Doch kehren wir nun wieder zum neuen Stern auf dem Beraterfirmament zurück, Árpád, Árpi, Habony. Es handelt sich um jene Person, über die der Ministerpräsident erst jüngst sagte, dass sie „niemals auf der Gehaltsliste“ des Kanzleramtes gestanden habe. (…) Im Grunde ist es völlig unerheblich, ob Habony ein Honorar für seine Dienste als Berater bekam oder nicht, schließlich habe auch Regierungssprecher András Giró-Szász Viktor Orbán nach eigener Aussage einst beraten, ohne dafür auch nur einen Cent bekommen zu haben… Den Dank kann man bekanntlich auf vielerlei Weise ausdrücken, Giró-Szász beispielsweise mauserte sich vom Analysten zum Regierungssprecher…
Der größte Fluch des „Habonyismus“ ist die informelle Macht, die jeglicher Grundlage entbehrt – werde fachlich noch menschlich. (…) Ursprünglich hatte er Automonteur werden wollen, letztlich wurde er dann aber Dekorationsskulpteur. Er studierte angeblich an mehreren Hochschulen, jedoch schloss er keine ab. Laut seinem eigenen Lebenslauf war er auch in Österreich auf Ausbildung, allerdings stellte sich über die „Lehrinstitution“ heraus, dass sie sich nur mit Forschung beschäftigt… Anfang der Nullerjahre avancierte er zum Hüter der Heiligen Stephanskrone (?!). Er war es, der die Stephanskrone ins Parlament umsiedelte (aus dem Nationalmuseum; Anm.). (…) Er war es aber auch, der bei einem „Verkehrsstreit“ eine ältere Frau in den Bauch trat (!). Dafür bekam er zwei Jahre auf Bewährung…
So wurde er also zum (bezahlten oder unbezahlten) „strategischen Berater“ Orbáns. Heute ist er laut Orbán zwar kein Berater mehr, allerdings ist er bei jeder wichtigen Veranstaltung an der Seite des Ministerpräsidenten zu sehen, ja er wird sogar mit Staatskarossen durch die Gegend kutschiert. (…)
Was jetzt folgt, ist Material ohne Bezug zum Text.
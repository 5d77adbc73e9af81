// This Source Code Form is subject to the terms of the Mozilla Public
// License, v. 2.0. If a copy of the MPL was not distributed with this
// file, You can obtain one at https://mozilla.org/MPL/2.0/.

// Copyright 2025 Oxide Computer Company

//! Owned packet buffers and chains of them.
//!
//! A [`Pkt`] is a single contiguous buffer with room in front of the
//! data for headers to be pushed, together with the header markers
//! and offload state the datapath tracks for each packet. Header
//! markers are stored as positions within the allocation, not within
//! the data; pushing or pulling bytes moves the start of data but
//! leaves every marker where it was. This is what lets the segmenter
//! peel an outer header off, hand the inner packet to the engine, and
//! still know where the outer headers began.
//!
//! A [`PktChain`] is an ordered, owned sequence of packets. It is what
//! segmentation produces and what the output path consumes.

use crate::api::EtherType;
use crate::api::GsoType;
use alloc::collections::VecDeque;
use alloc::collections::vec_deque;
use alloc::vec::Vec;
use bitflags::bitflags;
use core::ops::Deref;
use core::ops::DerefMut;
use thiserror::Error;

/// The headroom reserved by [`Pkt::new`].
pub const PKT_DEF_HEADROOM: usize = 64;

#[derive(Clone, Copy, Debug, Eq, Error, PartialEq)]
pub enum SegAdjustError {
    /// Moving the start of data would put it past the end of data.
    #[error("start of data would move past end of data")]
    StartPastEnd,

    /// A header marker would land past the end of data.
    #[error("header marker at offset {offset} is past end of data ({len})")]
    MarkerPastEnd { offset: usize, len: usize },
}

/// How much of a packet's L4 checksum is still owed.
#[derive(Clone, Copy, Debug, Default, Eq, PartialEq)]
pub enum CsumState {
    /// Nothing needs to be done, either because there is no checksum
    /// or because whoever produced the packet does not care.
    #[default]
    None,

    /// The pseudo-header sum has been stored in the checksum field,
    /// and the sum over the bytes from `start` to the end of data
    /// must still be folded in. The checksum field lives `stuff`
    /// bytes past `start`.
    ///
    /// `start` is a position within the allocation, like the header
    /// markers.
    Partial { start: usize, stuff: u16 },

    /// The checksum is complete.
    Complete,
}

/// The segmentation descriptor of an oversized packet.
#[derive(Clone, Copy, Debug, Default, Eq, PartialEq)]
pub struct GsoInfo {
    /// The payload size of each produced segment.
    pub size: u16,
    /// The number of segments the producer expects, if known.
    pub segs: u16,
    pub kind: GsoType,
}

bitflags! {
/// Per-packet state bits of the IP layer.
#[derive(Clone, Copy, Debug, Default, Eq, PartialEq)]
pub struct IpCbFlags: u16 {
    const FORWARDED = 1 << 0;
    const XFRM_TUNNEL_SIZE = 1 << 1;
    const XFRM_TRANSFORMED = 1 << 2;
    const FRAG_COMPLETE = 1 << 3;
    const REROUTED = 1 << 4;
    const FRAG_PMTU = 1 << 5;
}
}

/// The IP layer's transient per-packet state.
///
/// This must never leak from one datagram to another. Every segment
/// produced from an oversized packet starts with an empty one.
#[derive(Clone, Copy, Debug, Default, Eq, PartialEq)]
pub struct IpCb {
    pub flags: IpCbFlags,
    /// Length of the IP options carried in the header.
    pub opt_len: u8,
    /// The interface index the packet arrived on, zero if local.
    pub iif: i32,
}

impl IpCb {
    pub fn is_empty(&self) -> bool {
        *self == Self::default()
    }
}

/// A single owned packet.
///
/// Dereferences to the bytes between the start and end of data.
#[derive(Clone, Debug)]
pub struct Pkt {
    buf: Vec<u8>,
    head: usize,
    tail: usize,

    mac_hdr: usize,
    net_hdr: usize,
    transport_hdr: usize,
    inner_mac_hdr: usize,
    inner_net_hdr: usize,

    protocol: EtherType,
    inner_protocol: EtherType,
    mac_len: u16,
    csum: CsumState,
    gso: Option<GsoInfo>,
    cb: IpCb,
}

impl Deref for Pkt {
    type Target = [u8];

    fn deref(&self) -> &Self::Target {
        &self.buf[self.head..self.tail]
    }
}

impl DerefMut for Pkt {
    fn deref_mut(&mut self) -> &mut Self::Target {
        &mut self.buf[self.head..self.tail]
    }
}

impl Pkt {
    /// Allocate a new, empty [`Pkt`] with [`PKT_DEF_HEADROOM`] bytes
    /// of headroom and room for `len` bytes of data.
    pub fn new(len: usize) -> Self {
        Self::new_with_headroom(PKT_DEF_HEADROOM, len)
    }

    /// Allocate a new, empty [`Pkt`] with `head_len` bytes of
    /// headroom and room for `body_len` bytes of data.
    ///
    /// All header markers start out at the start of data.
    pub fn new_with_headroom(head_len: usize, body_len: usize) -> Self {
        let mut buf = Vec::with_capacity(head_len + body_len);
        buf.resize(head_len, 0);

        Self {
            buf,
            head: head_len,
            tail: head_len,
            mac_hdr: head_len,
            net_hdr: head_len,
            transport_hdr: head_len,
            inner_mac_hdr: head_len,
            inner_net_hdr: head_len,
            protocol: EtherType::default(),
            inner_protocol: EtherType::default(),
            mac_len: 0,
            csum: CsumState::None,
            gso: None,
            cb: IpCb::default(),
        }
    }

    /// Allocate a new [`Pkt`] holding a copy of `bytes`, with no
    /// headroom.
    pub fn copy(bytes: impl AsRef<[u8]>) -> Self {
        Self::copy_with_headroom(0, bytes)
    }

    /// Allocate a new [`Pkt`] holding a copy of `bytes`, preceded by
    /// `head_len` bytes of headroom.
    pub fn copy_with_headroom(
        head_len: usize,
        bytes: impl AsRef<[u8]>,
    ) -> Self {
        let bytes = bytes.as_ref();
        let mut pkt = Self::new_with_headroom(head_len, bytes.len());
        pkt.write_bytes_back(bytes);
        pkt
    }

    /// Returns the number of bytes available ahead of the start of
    /// data.
    pub fn head_capacity(&self) -> usize {
        self.head
    }

    /// Copies `bytes` into the region after the end of data, growing
    /// the allocation if needed.
    pub fn write_bytes_back(&mut self, bytes: impl AsRef<[u8]>) {
        let bytes = bytes.as_ref();
        // Anything past `tail` is stale; the buffer is only ever
        // shortened from the back by `trim`.
        self.buf.truncate(self.tail);
        self.buf.extend_from_slice(bytes);
        self.tail += bytes.len();
    }

    /// Copies `bytes` into the region before the start of data.
    pub fn write_bytes_front(&mut self, bytes: impl AsRef<[u8]>) {
        let bytes = bytes.as_ref();
        self.push(bytes.len()).copy_from_slice(bytes);
    }

    /// Make sure at least `n` bytes of headroom are available,
    /// reallocating if needed. Every marker keeps pointing at the
    /// same byte of the packet.
    pub fn reserve_head(&mut self, n: usize) {
        if self.head >= n {
            return;
        }

        let delta = n - self.head;
        let mut buf = Vec::with_capacity(self.buf.capacity() + delta);
        buf.resize(delta, 0);
        buf.extend_from_slice(&self.buf);
        self.buf = buf;
        self.shift_markers(delta);
    }

    fn shift_markers(&mut self, delta: usize) {
        self.head += delta;
        self.tail += delta;
        self.mac_hdr += delta;
        self.net_hdr += delta;
        self.transport_hdr += delta;
        self.inner_mac_hdr += delta;
        self.inner_net_hdr += delta;

        if let CsumState::Partial { start, stuff } = self.csum {
            self.csum = CsumState::Partial { start: start + delta, stuff };
        }
    }

    /// Extend the data `n` bytes towards the front, returning the new
    /// bytes for the caller to fill in. Headroom is grown if needed.
    pub fn push(&mut self, n: usize) -> &mut [u8] {
        self.reserve_head(n);
        self.head -= n;
        &mut self.buf[self.head..self.head + n]
    }

    /// Shrink the data by `n` bytes from the front; effectively
    /// removing bytes from the start of the packet.
    ///
    /// # Errors
    ///
    /// `SegAdjustError::StartPastEnd`: Moving the start of data by
    /// `n` would move it past the end of data.
    pub fn pull(&mut self, n: usize) -> Result<(), SegAdjustError> {
        if self.tail - self.head < n {
            return Err(SegAdjustError::StartPastEnd);
        }

        self.head += n;
        Ok(())
    }

    /// Shorten the data to `len` bytes. Does nothing if the packet is
    /// already shorter.
    pub fn trim(&mut self, len: usize) {
        if len < self.len() {
            self.tail = self.head + len;
        }
    }

    /// Position of the byte `offset` bytes past the start of data,
    /// provided it is no further than the end of data.
    fn marker_at(&self, offset: usize) -> Result<usize, SegAdjustError> {
        if offset > self.len() {
            return Err(SegAdjustError::MarkerPastEnd {
                offset,
                len: self.len(),
            });
        }

        Ok(self.head + offset)
    }

    /// Distance of an allocation position from the start of data.
    /// Negative when the position precedes the data.
    fn rel(&self, pos: usize) -> isize {
        pos as isize - self.head as isize
    }

    pub fn reset_mac_header(&mut self) {
        self.mac_hdr = self.head;
    }

    pub fn reset_network_header(&mut self) {
        self.net_hdr = self.head;
    }

    pub fn reset_transport_header(&mut self) {
        self.transport_hdr = self.head;
    }

    pub fn set_network_header(
        &mut self,
        offset: usize,
    ) -> Result<(), SegAdjustError> {
        self.net_hdr = self.marker_at(offset)?;
        Ok(())
    }

    pub fn set_transport_header(
        &mut self,
        offset: usize,
    ) -> Result<(), SegAdjustError> {
        self.transport_hdr = self.marker_at(offset)?;
        Ok(())
    }

    pub fn set_inner_mac_header(
        &mut self,
        offset: usize,
    ) -> Result<(), SegAdjustError> {
        self.inner_mac_hdr = self.marker_at(offset)?;
        Ok(())
    }

    pub fn set_inner_network_header(
        &mut self,
        offset: usize,
    ) -> Result<(), SegAdjustError> {
        self.inner_net_hdr = self.marker_at(offset)?;
        Ok(())
    }

    pub fn mac_offset(&self) -> isize {
        self.rel(self.mac_hdr)
    }

    pub fn network_offset(&self) -> isize {
        self.rel(self.net_hdr)
    }

    pub fn transport_offset(&self) -> isize {
        self.rel(self.transport_hdr)
    }

    /// Distance from the start of data to the inner (tunneled) L2
    /// header.
    pub fn inner_mac_offset(&self) -> isize {
        self.rel(self.inner_mac_hdr)
    }

    /// Distance from the start of data to the inner (tunneled) L3
    /// header. For a packet whose data starts at the outer IP header
    /// this is the length of the whole encapsulation.
    pub fn inner_network_offset(&self) -> isize {
        self.rel(self.inner_net_hdr)
    }

    /// Where the network view starts: the network header marker, kept
    /// within the data.
    fn network_start(&self) -> usize {
        self.net_hdr.clamp(self.head, self.tail)
    }

    /// The bytes from the network header marker to the end of data.
    /// If the marker has been pulled off, this is the whole data.
    pub fn network_bytes(&self) -> &[u8] {
        &self.buf[self.network_start()..self.tail]
    }

    /// The bytes from the network header marker to the end of data.
    /// If the marker has been pulled off, this is the whole data.
    pub fn network_bytes_mut(&mut self) -> &mut [u8] {
        let start = self.network_start();
        &mut self.buf[start..self.tail]
    }

    /// Do the markers describe a sane layout: mac before network
    /// before transport, none of them past the end of data?
    pub fn markers_valid(&self) -> bool {
        self.mac_hdr <= self.net_hdr
            && self.net_hdr <= self.transport_hdr
            && self.transport_hdr <= self.tail
            && self.inner_mac_hdr <= self.inner_net_hdr
            && self.inner_net_hdr <= self.tail
    }

    pub fn protocol(&self) -> EtherType {
        self.protocol
    }

    pub fn set_protocol(&mut self, protocol: EtherType) {
        self.protocol = protocol;
    }

    /// The protocol hint left behind when an MPLS label stack was
    /// logically unwrapped earlier in the pipeline.
    pub fn inner_protocol(&self) -> EtherType {
        self.inner_protocol
    }

    pub fn set_inner_protocol(&mut self, protocol: EtherType) {
        self.inner_protocol = protocol;
    }

    pub fn mac_len(&self) -> u16 {
        self.mac_len
    }

    pub fn set_mac_len(&mut self, len: u16) {
        self.mac_len = len;
    }

    pub fn csum(&self) -> CsumState {
        self.csum
    }

    /// Mark the checksum as partially computed. `start` is relative
    /// to the start of data, `stuff` relative to `start`.
    pub fn set_csum_partial(
        &mut self,
        start: usize,
        stuff: u16,
    ) -> Result<(), SegAdjustError> {
        let start = self.marker_at(start)?;
        self.csum = CsumState::Partial { start, stuff };
        Ok(())
    }

    pub fn set_csum(&mut self, csum: CsumState) {
        self.csum = csum;
    }

    /// Distance from the start of data to the checksum start of a
    /// partially computed checksum.
    pub fn csum_start_offset(&self) -> Option<isize> {
        match self.csum {
            CsumState::Partial { start, .. } => Some(self.rel(start)),
            _ => None,
        }
    }

    pub fn gso(&self) -> Option<GsoInfo> {
        self.gso
    }

    /// Does this packet need segmentation before it may go out?
    pub fn is_gso(&self) -> bool {
        self.gso.is_some()
    }

    pub fn set_gso(&mut self, gso: Option<GsoInfo>) {
        self.gso = gso;
    }

    pub fn cb(&self) -> &IpCb {
        &self.cb
    }

    pub fn cb_mut(&mut self) -> &mut IpCb {
        &mut self.cb
    }

    /// Reset the IP layer state to empty.
    pub fn clear_cb(&mut self) {
        self.cb = IpCb::default();
    }
}

/// An ordered chain of owned packets.
///
/// Order of insertion is the order of transmission.
#[derive(Debug, Default)]
pub struct PktChain(VecDeque<Pkt>);

impl PktChain {
    /// Create an empty packet chain.
    pub fn empty() -> Self {
        Self(VecDeque::new())
    }

    /// Removes the next packet from the front of the chain and returns
    /// it, taking ownership. The packet is no longer linked to anything.
    pub fn pop_front(&mut self) -> Option<Pkt> {
        self.0.pop_front()
    }

    /// Adds an owned packet to the end of this chain.
    pub fn append(&mut self, pkt: Pkt) {
        self.0.push_back(pkt);
    }

    pub fn len(&self) -> usize {
        self.0.len()
    }

    pub fn is_empty(&self) -> bool {
        self.0.is_empty()
    }

    pub fn iter(&self) -> vec_deque::Iter<'_, Pkt> {
        self.0.iter()
    }

    pub fn iter_mut(&mut self) -> vec_deque::IterMut<'_, Pkt> {
        self.0.iter_mut()
    }
}

impl From<Pkt> for PktChain {
    fn from(pkt: Pkt) -> Self {
        Self(VecDeque::from([pkt]))
    }
}

impl FromIterator<Pkt> for PktChain {
    fn from_iter<I: IntoIterator<Item = Pkt>>(iter: I) -> Self {
        Self(iter.into_iter().collect())
    }
}

impl IntoIterator for PktChain {
    type Item = Pkt;
    type IntoIter = vec_deque::IntoIter<Pkt>;

    fn into_iter(self) -> Self::IntoIter {
        self.0.into_iter()
    }
}

impl<'a> IntoIterator for &'a mut PktChain {
    type Item = &'a mut Pkt;
    type IntoIter = vec_deque::IterMut<'a, Pkt>;

    fn into_iter(self) -> Self::IntoIter {
        self.0.iter_mut()
    }
}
Stalin, Rákosi oder Kádár wurden einst als unfehlbare Politiker gepriesen, die angeblich ihren schlechten Beratern und ihrer Kamarilla auf den Leim gingen… Orbán hat noch die Macht, um den Stall auszumisten und sich von Lázár, Rogán und Habony zu befreien… Noch kann er sich befreien! (…) Allerdings: Je größer die Probleme der Regierung werden, desto öfter treten die „Habonys“ auf den Plan, mal heißen sie Lázár, mal Andy Vajna, mal Szijjártó, mal Rogán! Und sie werden stärker und stärker!
Der hier in Auszügen abgedruckte Text erschien in der unabhängigen Wochenzeitung Nevem Senki.